We obtained synthetic rat CART 55-102 peptides commercially from different providers (003-62, Phoenix Pharmaceuticals, Burlingame, CA, USA; 46-2-55, American Peptide Company, Sunnyvale, CA, USA; H-4446, Bachem, Bubendorf, Switzerland). Human CART 39-89 peptide and human CART 49-89 peptide were produced recombinantly in Escherichia coli. Briefly, the sequence coding for hCART49-89 and hCART 39-89 was codon-optimized for expression in E. coli, synthesized, and subcloned into the pET32a expression vector (Novagen, Madison, WI, USA). A fusion protein with an N-terminal thioredoxin-A, followed by a HIS-tag and a tobacco etch virus (TEV) protease cleavage site under control of a T7/lac promoter was placed upstream of the CART peptide sequence. We transformed this construct into E. coli BL21(DE3) (Invitrogen, Carlsbad, CA, USA). We used a fed-batch fermentation process in a 7-liter bioreactor (Applikon, Foster City, CA, USA) for expression of the protein. We used minimal salt medium with 60 g/L glycerol. We maintained the temperature at 30°C, pH at 7, and oxygen at 20% saturation. When glycerol was almost depleted in the medium, we added 20g/L lactose for induction of expression. Cells were harvested, centrifuged, and lysed by sonication in a Rosett Cell (Branson, Danbury, CT, USA). Polyethyleneimine (0.2% vol/vol) was added to the lysate and the precipitate was centrifuged. We loaded the supernatant on a Ni-NTA superflow (Qiagen, Hilden, Germany) column, eluted with a buffer containing 500 mM imidazole. The eluate was dialyzed against a 50-mM sodium phosphate buffer (pH 7.3) and the N-terminal tag was cleaved by TEV protease, containing an N-terminal HIStag itself. After purification of the cleaved CART peptide, it was loaded on a Ni-NTA superflow column and the flow-through was concentrated using a VivaSpin concentrator (3000 kDa MWCO; Sartorius Stedim Biotech, Aubagne, France). Endotoxins and other contaminants were removed on a Q sepharose FF column (GE Healthcare, Little Chalfont, UK). Buffer exchange and separation of the different folded CART peptide variants was performed by a size exclusion chromatography (Superdex-30), using 50 mM ammonium acetate. The fractions containing the correctly folded hCART peptide were pooled, checked for endotoxins by a limulus amebocyte lysate (LAL) QCL-1000 assay (Lonza, Basel, Switzerland), and freeze-dried.

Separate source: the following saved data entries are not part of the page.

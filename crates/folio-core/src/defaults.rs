//! Centralized default constants for folio.
//!
//! Both the server and the client read their fallbacks from here so that the
//! two ends of the live channel agree without restating numbers.

// =============================================================================
// SERVER
// =============================================================================

/// Default HTTP server host.
pub const SERVER_HOST: &str = "0.0.0.0";

/// Default HTTP server port.
pub const SERVER_PORT: u16 = 5000;

/// Environment name reported by health endpoints when `NODE_ENV` is unset.
pub const ENVIRONMENT: &str = "development";

/// Interval between server keepalive pings on an open channel.
pub const PING_INTERVAL_SECS: u64 = 30;

// =============================================================================
// LIVE CHANNEL MESSAGES
// =============================================================================

/// Text of the one-shot welcome envelope. Clients only key off its `type`.
pub const WELCOME_MESSAGE: &str = "Connected to portfolio server";

/// Text of the acknowledgment sent for each parsed inbound frame.
pub const ACK_MESSAGE: &str = "Message received";

// =============================================================================
// RECONNECT BACKOFF
// =============================================================================

/// First reconnect delay, and the value backoff returns to after an OPEN.
pub const BACKOFF_FLOOR_MS: u64 = 2_000;

/// Upper bound on any reconnect delay.
pub const BACKOFF_CEILING_MS: u64 = 30_000;

/// Origin assumed by a client that was not told where it runs.
pub const CLIENT_ORIGIN: &str = "http://localhost:5000";
//! # folio-api
//!
//! HTTP server for the folio portfolio, carrying the live content channel.
//!
//! - [`hub`]: registry of open channels and the broadcast fan-out
//! - [`channel`]: per-connection handler (welcome, acknowledgments, keepalive)
//! - [`routes`]: router, CORS, and health endpoints
//! - [`config`] / [`logging`]: environment configuration and tracing setup

pub mod channel;
pub mod config;
pub mod hub;
pub mod logging;
pub mod routes;

pub use config::ServerConfig;
pub use hub::{BroadcastHub, ChannelLease, ChannelRegistry};
pub use routes::{router, AppState};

We analyzed synthetic and recombinant peptides by nondenaturing polyacrylamide gel electrophoresis (PAGE) in the presence or absence of dithiothreitol (DTT), and liquid chromatography–mass spectrometry (LC-MS) (Supplemental Fig. 1) to determine purity and quality. We performed LC-MS on a XBridge BEH300 C18 column (3.5 µm, 1 × 150mm; Waters) using a gradient of (A) 0.1% HCOOH in MilliQ (Supplemental Fig. 1A) and (B) acetonitrile (Supplemental Fig. 1B) (0–30 minutes, 10% to 30% A; 30–30.1 minutes, 30% to 90% A; 30.1–35 minutes, 90% A; 35–35.1 minutes, 90% to 10% A; 35.1–50 minutes, 10% A). The flow rate was 50 µL/min (MIC splitter). Column temperature was 40°C. We used MicrOTOF-Q (Bruker, Billerica, MA, USA) to determine the mass of the peptides.
We subsequently formulated the peptides in slow-release pellets by Innovative Research of America (IRA, Sarasota, FL, USA). We determined the quality of the peptides in the pellets and the release of the peptides from the pellets by nondenaturing PAGE either in the presence or absence of DTT and LC-MS (Supplemental Fig. 2).